» About this exercise: Every line in the data below that holds "config" should be found and copied.

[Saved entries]
impl QueueState {
    pub fn new(config: QueueConfig) -> Self {
        Self {
            config,
            brackets: Bracket::ARENA
                .iter()
                .map(|&bracket| (bracket, VecDeque::new()))
                .collect(),
            next_token: 0,
        }
    }

    /// Appends a team; returns the token identifying this queue entry.
    pub fn join(
        &mut self,
        team: TeamId,
        roster: Vec<CharacterId>,
        rating: u32,
        bracket: Bracket,
        now: Instant,
    ) -> Result<u64, QueueError> {
        if !bracket.is_arena() {
            return Err(QueueError::NotArenaBracket(bracket));
        }
        if roster.len() != bracket.team_size() {
            return Err(QueueError::WrongTeamSize {
                expected: bracket.team_size(),
                actual: roster.len(),
            });
        }
        if self.locate(team).is_some() {
            return Err(QueueError::AlreadyQueued(team));
        }

        self.next_token += 1;
        let entry = QueueEntry {
            team,
            roster,
            rating,
            bracket,
            enqueued_at: now,
            window: self.config.initial_window.min(self.config.max_window),
            token: self.next_token,
        };
        self.brackets.entry(bracket).or_default().push_back(entry);
        Ok(self.next_token)
    }

    pub fn leave(&mut self, team: TeamId) -> Result<QueueEntry, QueueError> {
        let (bracket, index) = self.locate(team).ok_or(QueueError::NotQueued(team))?;
        self.brackets
            .get_mut(&bracket)
            .and_then(|entries| entries.remove(index))
            .ok_or(QueueError::NotQueued(team))
    }

    pub fn contains(&self, team: TeamId) -> bool {
        self.locate(team).is_some()
    }

    pub fn status(&self, team: TeamId, now: Instant) -> Option<QueueStatus> {
        let (bracket, position) = self.locate(team)?;
        let entry = self.brackets.get(&bracket)?.get(position)?;
        Some(QueueStatus {
            team,
            bracket,
            rating: entry.rating,
            window: entry.window,
            position,
            waited: now.saturating_duration_since(entry.enqueued_at),
        })
    }

    /// Removes and returns every pair that can be matched right now, oldest
    /// entries first.
    pub fn take_matches(&mut self) -> Vec<(QueueEntry, QueueEntry)> {
        let mut pairs = Vec::new();
        for entries in self.brackets.values_mut() {
            while let Some((i, j)) = first_pair(entries) {
                // j > i, so removing j first keeps i valid
                let second = entries.remove(j);
                let first = entries.remove(i);
                if let (Some(first), Some(second)) = (first, second) {
                    pairs.push((first, second));
                }
            }
        }
        pairs
    }

    /// Widens every window by one step, never past the cap.
    pub fn widen_windows(&mut self) {
        let QueueConfig { window_step, max_window, .. } = self.config;
        for entry in self.brackets.values_mut().flatten() {
            entry.window = entry.window.max(entry.window.saturating_add(window_step).min(max_window));
        }
    }

    /// Removes the entry for `team` if it is still the one `token` names.
    pub fn expire(&mut self, team: TeamId, token: u64) -> Option<QueueEntry> {
        let (bracket, index) = self.locate(team)?;
        let entries = self.brackets.get_mut(&bracket)?;
        if entries.get(index)?.token != token {
            return None;
        }
        entries.remove(index)
    }

    /// Puts entries back at the front of their bracket, keeping their order.
    pub fn requeue_front(&mut self, entries: Vec<QueueEntry>) {
        for entry in entries.into_iter().rev() {
            self.brackets.entry(entry.bracket).or_default().push_front(entry);
        }
    }

    pub fn len(&self, bracket: Bracket) -> usize {
        self.brackets.get(&bracket).map_or(0, VecDeque::len)
    }

    pub fn is_empty(&self) -> bool {
        self.brackets.values().all(VecDeque::is_empty)
    }

    pub fn sizes(&self) -> Vec<(Bracket, usize)> {
        self.brackets
            .iter()
            .map(|(bracket, entries)| (*bracket, entries.len()))
            .collect()
    }

    fn locate(&self, team: TeamId) -> Option<(Bracket, usize)> {
        self.brackets.iter().find_map(|(bracket, entries)| {
            entries
                .iter()
                .position(|entry| entry.team == team)
                .map(|index| (*bracket, index))
        })
    }
}
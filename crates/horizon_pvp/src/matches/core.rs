//! Rule-independent match state: phase, rosters, per-player stats, scores and
//! the objective board shared by the battleground and warplot rules.

use crate::error::MatchError;
use horizon_contracts::{
    CharacterId, MatchId, MatchRecord, ObjectiveKind, ObjectiveTemplate, ParticipantRecord, Side,
};
use serde::{Deserialize, Serialize};
use std::collections::BTreeMap;
use std::fmt;
use std::time::Duration;
use tokio::time::Instant;

/// Match lifecycle. Phases only ever move forward, one step at a time.
#[derive(Debug, Clone, Copy, PartialEq, Eq, PartialOrd, Ord, Hash, Serialize, Deserialize)]
#[serde(rename_all = "snake_case")]
pub enum MatchPhase {
    Preparation,
    Active,
    Ending,
    Complete,
}

impl MatchPhase {
    pub fn next(self) -> Option<MatchPhase> {
        match self {
            MatchPhase::Preparation => Some(MatchPhase::Active),
            MatchPhase::Active => Some(MatchPhase::Ending),
            MatchPhase::Ending => Some(MatchPhase::Complete),
            MatchPhase::Complete => None,
        }
    }

    pub fn as_str(self) -> &'static str {
        match self {
            MatchPhase::Preparation => "preparation",
            MatchPhase::Active => "active",
            MatchPhase::Ending => "ending",
            MatchPhase::Complete => "complete",
        }
    }
}

impl fmt::Display for MatchPhase {
    fn fmt(&self, f: &mut fmt::Formatter<'_>) -> fmt::Result {
        f.write_str(self.as_str())
    }
}

#[derive(Debug, Clone, Copy, PartialEq, Eq, Serialize, Deserialize)]
#[serde(rename_all = "snake_case")]
pub enum VictoryReason {
    ScoreLimit,
    /// Every enemy generator destroyed
    Objective,
    Elimination,
    /// Every player of one side left
    Forfeit,
    Timeout,
}

/// How a match was decided. `winner` is `None` on a draw.
#[derive(Debug, Clone, Copy, PartialEq, Eq, Serialize, Deserialize)]
pub struct Victory {
    pub winner: Option<Side>,
    pub reason: VictoryReason,
}

impl Victory {
    pub fn side(winner: Side, reason: VictoryReason) -> Self {
        Self {
            winner: Some(winner),
            reason,
        }
    }

    /// Higher score wins, exact tie is a draw.
    pub fn on_timeout(core: &MatchCore) -> Self {
        Self {
            winner: core.leading_side(),
            reason: VictoryReason::Timeout,
        }
    }
}

#[derive(Debug, Clone, Copy, Default, PartialEq, Eq, Serialize, Deserialize)]
pub struct PlayerStats {
    pub kills: u32,
    pub deaths: u32,
    pub damage: u64,
    pub objectives: u32,
}

#[derive(Debug, Clone, PartialEq, Eq, Serialize, Deserialize)]
pub struct Participant {
    pub character: CharacterId,
    pub side: Side,
    pub stats: PlayerStats,
    pub alive: bool,
    pub deserted: bool,
}

#[derive(Debug, Clone, Copy, Default, PartialEq, Eq, Serialize, Deserialize)]
pub struct Scoreboard {
    pub red: u32,
    pub blue: u32,
}

/// A pair of per-side values.
#[derive(Debug, Clone, Copy, Default, PartialEq, Eq, Serialize, Deserialize)]
pub struct PerSide<T> {
    pub red: T,
    pub blue: T,
}

impl<T> PerSide<T> {
    pub fn get(&self, side: Side) -> &T {
        match side {
            Side::Red => &self.red,
            Side::Blue => &self.blue,
        }
    }

    pub fn get_mut(&mut self, side: Side) -> &mut T {
        match side {
            Side::Red => &mut self.red,
            Side::Blue => &mut self.blue,
        }
    }
}

#[derive(Debug)]
pub struct MatchCore {
    match_id: MatchId,
    kind: &'static str,
    phase: MatchPhase,
    participants: BTreeMap<CharacterId, Participant>,
    score: PerSide<u32>,
    victory: Option<Victory>,
    active_since: Option<Instant>,
    decided_at: Option<Instant>,
}

impl MatchCore {
    pub fn new(match_id: MatchId, kind: &'static str, red: &[CharacterId], blue: &[CharacterId]) -> Self {
        let participants = red
            .iter()
            .map(|&c| (c, Side::Red))
            .chain(blue.iter().map(|&c| (c, Side::Blue)))
            .map(|(character, side)| {
                let participant = Participant {
                    character,
                    side,
                    stats: PlayerStats::default(),
                    alive: true,
                    deserted: false,
                };
                (character, participant)
            })
            .collect();

        Self {
            match_id,
            kind,
            phase: MatchPhase::Preparation,
            participants,
            score: PerSide::default(),
            victory: None,
            active_since: None,
            decided_at: None,
        }
    }

    pub fn match_id(&self) -> MatchId {
        self.match_id
    }

    pub fn kind(&self) -> &'static str {
        self.kind
    }

    pub fn phase(&self) -> MatchPhase {
        self.phase
    }

    pub fn victory(&self) -> Option<Victory> {
        self.victory
    }

    /// Scoring and objective mutations are only accepted while active.
    pub fn require_active(&self) -> Result<(), MatchError> {
        if self.phase == MatchPhase::Active {
            Ok(())
        } else {
            Err(MatchError::NotActive(self.phase))
        }
    }

    /// Moves to the next phase and returns it.
    pub fn advance(&mut self, now: Instant) -> Option<MatchPhase> {
        let next = self.phase.next()?;
        match next {
            MatchPhase::Active => self.active_since = Some(now),
            MatchPhase::Ending => self.decided_at = Some(now),
            _ => {}
        }
        self.phase = next;
        Some(next)
    }

    /// Records the result and moves `active` to `ending`.
    pub fn decide(&mut self, victory: Victory, now: Instant) -> Result<(), MatchError> {
        self.require_active()?;
        self.victory = Some(victory);
        self.advance(now);
        Ok(())
    }

    pub fn participant(&self, character: CharacterId) -> Result<&Participant, MatchError> {
        self.participants
            .get(&character)
            .ok_or(MatchError::NotParticipant(character))
    }

    pub fn participant_mut(&mut self, character: CharacterId) -> Result<&mut Participant, MatchError> {
        self.participants
            .get_mut(&character)
            .ok_or(MatchError::NotParticipant(character))
    }

    /// A participant who has not deserted.
    pub fn active_participant(&self, character: CharacterId) -> Result<&Participant, MatchError> {
        let participant = self.participant(character)?;
        if participant.deserted {
            return Err(MatchError::Deserted(character));
        }
        Ok(participant)
    }

    pub fn side_of(&self, character: CharacterId) -> Result<Side, MatchError> {
        self.participant(character).map(|p| p.side)
    }

    pub fn participants(&self) -> impl Iterator<Item = &Participant> {
        self.participants.values()
    }

    /// Removes a player before the match starts.
    pub fn withdraw(&mut self, character: CharacterId) -> Result<Participant, MatchError> {
        self.participants
            .remove(&character)
            .ok_or(MatchError::NotParticipant(character))
    }

    /// Players of `side` still in the match.
    pub fn members(&self, side: Side) -> Vec<CharacterId> {
        self.participants
            .values()
            .filter(|p| p.side == side && !p.deserted)
            .map(|p| p.character)
            .collect()
    }

    /// Every player still in the match.
    pub fn everyone(&self) -> Vec<CharacterId> {
        self.participants
            .values()
            .filter(|p| !p.deserted)
            .map(|p| p.character)
            .collect()
    }

    /// Players of `side` alive and still in the match.
    pub fn standing(&self, side: Side) -> usize {
        self.participants
            .values()
            .filter(|p| p.side == side && p.alive && !p.deserted)
            .count()
    }

    pub fn add_score(&mut self, side: Side, points: u32) -> u32 {
        let score = self.score.get_mut(side);
        *score = score.saturating_add(points);
        *score
    }

    pub fn score(&self, side: Side) -> u32 {
        *self.score.get(side)
    }

    pub fn scoreboard(&self) -> Scoreboard {
        Scoreboard {
            red: self.score.red,
            blue: self.score.blue,
        }
    }

    /// Side with the strictly higher score.
    pub fn leading_side(&self) -> Option<Side> {
        match self.score.red.cmp(&self.score.blue) {
            std::cmp::Ordering::Greater => Some(Side::Red),
            std::cmp::Ordering::Less => Some(Side::Blue),
            std::cmp::Ordering::Equal => None,
        }
    }

    /// A victory once either side has reached `limit`.
    pub fn check_score_limit(&self, limit: u32) -> Option<Victory> {
        if limit == 0 || (self.score.red < limit && self.score.blue < limit) {
            return None;
        }
        Some(Victory {
            winner: self.leading_side(),
            reason: VictoryReason::ScoreLimit,
        })
    }

    /// Credits a kill between opposing players still in the match; returns
    /// the killer's and the victim's side.
    pub fn record_kill(&mut self, killer: CharacterId, victim: CharacterId) -> Result<(Side, Side), MatchError> {
        self.require_active()?;
        let killer_side = self.active_participant(killer)?.side;
        let victim_side = self.active_participant(victim)?.side;
        if killer == victim || killer_side == victim_side {
            return Err(MatchError::FriendlyKill { killer, victim });
        }
        let victim = self.participant_mut(victim)?;
        victim.stats.deaths += 1;
        victim.alive = false;
        self.participant_mut(killer)?.stats.kills += 1;
        Ok((killer_side, victim_side))
    }

    /// Time spent active, up to the decision when there is one.
    pub fn active_duration(&self, now: Instant) -> Duration {
        match self.active_since {
            Some(since) => self.decided_at.unwrap_or(now).saturating_duration_since(since),
            None => Duration::ZERO,
        }
    }

    pub fn to_record(&self, now: Instant) -> MatchRecord {
        MatchRecord {
            match_id: self.match_id,
            kind: self.kind.to_string(),
            winner: self.victory.and_then(|v| v.winner),
            red_score: self.score.red,
            blue_score: self.score.blue,
            duration_secs: self.active_duration(now).as_secs(),
            participants: self
                .participants
                .values()
                .map(|p| ParticipantRecord {
                    character: p.character,
                    side: p.side,
                    kills: p.stats.kills,
                    deaths: p.stats.deaths,
                    damage: p.stats.damage,
                    objectives: p.stats.objectives,
                    deserted: p.deserted,
                })
                .collect(),
        }
    }
}

#[derive(Debug, Clone, PartialEq, Eq, Serialize, Deserialize)]
pub struct ObjectiveView {
    pub id: u32,
    pub name: String,
    pub kind: ObjectiveKind,
    pub owner: Option<Side>,
}

/// Capturable objectives and the points they are worth.
#[derive(Debug, Clone)]
pub struct ObjectiveBoard {
    objectives: Vec<(ObjectiveTemplate, Option<Side>)>,
}

impl ObjectiveBoard {
    pub fn new(templates: &[ObjectiveTemplate]) -> Self {
        Self {
            objectives: templates.iter().cloned().map(|t| (t, None)).collect(),
        }
    }

    /// Gives `objective_id` to `side`. Returns the capture points awarded, or
    /// `None` when the side already holds it.
    pub fn capture(&mut self, objective_id: u32, side: Side, kind: ObjectiveKind) -> Result<Option<u32>, MatchError> {
        let (template, owner) = self
            .objectives
            .iter_mut()
            .find(|(t, _)| t.id == objective_id)
            .ok_or(MatchError::UnknownObjective(objective_id))?;
        if template.kind != kind {
            return Err(MatchError::WrongObjectiveKind(objective_id));
        }
        if *owner == Some(side) {
            return Ok(None);
        }
        *owner = Some(side);
        Ok(Some(template.capture_points))
    }

    /// Points `side` earns per score tick from what it holds.
    pub fn held_points(&self, side: Side) -> u32 {
        self.objectives
            .iter()
            .filter(|(_, owner)| *owner == Some(side))
            .map(|(t, _)| t.points_per_tick)
            .sum()
    }

    pub fn owner(&self, objective_id: u32) -> Option<Side> {
        self.objectives
            .iter()
            .find(|(t, _)| t.id == objective_id)
            .and_then(|(_, owner)| *owner)
    }

    pub fn view(&self) -> Vec<ObjectiveView> {
        self.objectives
            .iter()
            .map(|(t, owner)| ObjectiveView {
                id: t.id,
                name: t.name.clone(),
                kind: t.kind,
                owner: *owner,
            })
            .collect()
    }
}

» Reply to the exercise:
    pub fn new(config: QueueConfig) -> Self {
            config,
            window: self.config.initial_window.min(self.config.max_window),
        let QueueConfig { window_step, max_window, .. } = self.config;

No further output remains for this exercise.